The Virtuous Developers Guide to Reactive Programming - www.credera.com
The Reactive Shift
Compared to the traditional approach of multiple threads, which communicate through shared, synchronized state, a reactive application is composed of loosely coupled event handlers. The reactive approach emphasizes scalability that's resilient, fault tolerant, and quick to react to stimuli. The name "reactive" comes from the four common traits of the reactive model:
1. React to events: Events, represented as messages, are sent and received by asynchronous, non-blocking components. These non-blocking components are used in every layer of the application, from the UI request and the web layer, to the middle-tier service components, down to the database.
2. React to changing load: Components should be loosely coupled, location independent, and should communicate via message-passing structures. This makes it much easier to scale up (adding more instances of a component on a multi-core node) and scale out (adding more nodes to a cluster).

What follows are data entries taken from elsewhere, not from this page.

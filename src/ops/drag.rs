//! Transient state of an in-progress drag.
//!
//! A [`DragSession`] only annotates the hierarchy for presentation: it names
//! what is being dragged, where it came from, where the pointer is, and what
//! the resolver last made of the targets under the pointer. It never touches
//! the hierarchy itself.

use crate::model::{ChannelId, SectionId};

use super::resolve::{DropTarget, Resolution};

/// A pointer position in terminal cells.
#[derive(Debug, Clone, Copy, Default, PartialEq, Eq)]
pub struct Position {
    pub x: u16,
    pub y: u16,
}

impl Position {
    pub fn new(x: u16, y: u16) -> Self {
        Position { x, y }
    }

    pub fn manhattan_distance(self, other: Position) -> u32 {
        u32::from(self.x.abs_diff(other.x)) + u32::from(self.y.abs_diff(other.y))
    }
}

/// The element being dragged
#[derive(Debug, Clone, PartialEq, Eq, Hash)]
pub enum DragItem {
    Section(SectionId),
    Channel(ChannelId),
}

impl DragItem {
    pub fn kind(&self) -> &'static str {
        match self {
            DragItem::Section(_) => "section",
            DragItem::Channel(_) => "channel",
        }
    }
}

impl std::fmt::Display for DragItem {
    fn fmt(&self, f: &mut std::fmt::Formatter<'_>) -> std::fmt::Result {
        match self {
            DragItem::Section(id) => write!(f, "section {}", id),
            DragItem::Channel(id) => write!(f, "channel {}", id),
        }
    }
}

/// How a press turns into a drag.
#[derive(Debug, Clone, Copy, PartialEq, Eq)]
pub struct DragConfig {
    /// Cells the pointer must travel from the press before the drag starts
    pub threshold_cells: u16,
    /// Whether Escape cancels an active drag
    pub cancel_on_escape: bool,
}

impl Default for DragConfig {
    fn default() -> Self {
        DragConfig {
            threshold_cells: 1,
            cancel_on_escape: true,
        }
    }
}

impl DragConfig {
    pub fn from_ui(ui: &crate::model::UiConfig) -> Self {
        DragConfig {
            threshold_cells: ui.drag_threshold,
            cancel_on_escape: ui.cancel_on_escape,
        }
    }

    /// Whether a pointer that went down at `start` and is now at `current`
    /// has travelled far enough to start dragging.
    pub fn exceeds_threshold(&self, start: Position, current: Position) -> bool {
        start.manhattan_distance(current) >= u32::from(self.threshold_cells)
    }
}

/// One drag gesture, from start to drop or cancel.
#[derive(Debug, Clone, PartialEq)]
pub struct DragSession {
    pub item: DragItem,
    /// Section a dragged channel started in (`None` for section drags)
    pub origin: Option<SectionId>,
    pub start: Position,
    pub current: Position,
    /// Targets under the pointer at the last movement, outermost first
    pub hits: Vec<DropTarget>,
    /// What the resolver made of `hits` at the last movement
    pub target: Resolution,
}

impl DragSession {
    pub fn new(item: DragItem, origin: Option<SectionId>, start: Position) -> Self {
        DragSession {
            item,
            origin,
            start,
            current: start,
            hits: Vec::new(),
            target: Resolution::Ignore,
        }
    }

    /// Delta from start to current position as `(dx, dy)`.
    pub fn delta(&self) -> (i32, i32) {
        (
            i32::from(self.current.x) - i32::from(self.start.x),
            i32::from(self.current.y) - i32::from(self.start.y),
        )
    }
}
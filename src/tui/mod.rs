pub mod app;
pub mod input;
pub mod layout;
pub mod render;
pub mod theme;

pub use app::run;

3. React to failures: Resiliency must be built into the design from the beginning. Component failure is expected and managed through component isolation. Loosely coupled components, with strongly encapsulated state, are managed by observers/supervisors which prevent cascading failures.
4. React to users: Responsiveness is largely a result of getting the three other traits correct.
To achieve reactive nirvana, RxJava suggests the use of an "observable" model. This simple, powerful abstraction makes it easy to build non-blocking, loosely-coupled, resilient components.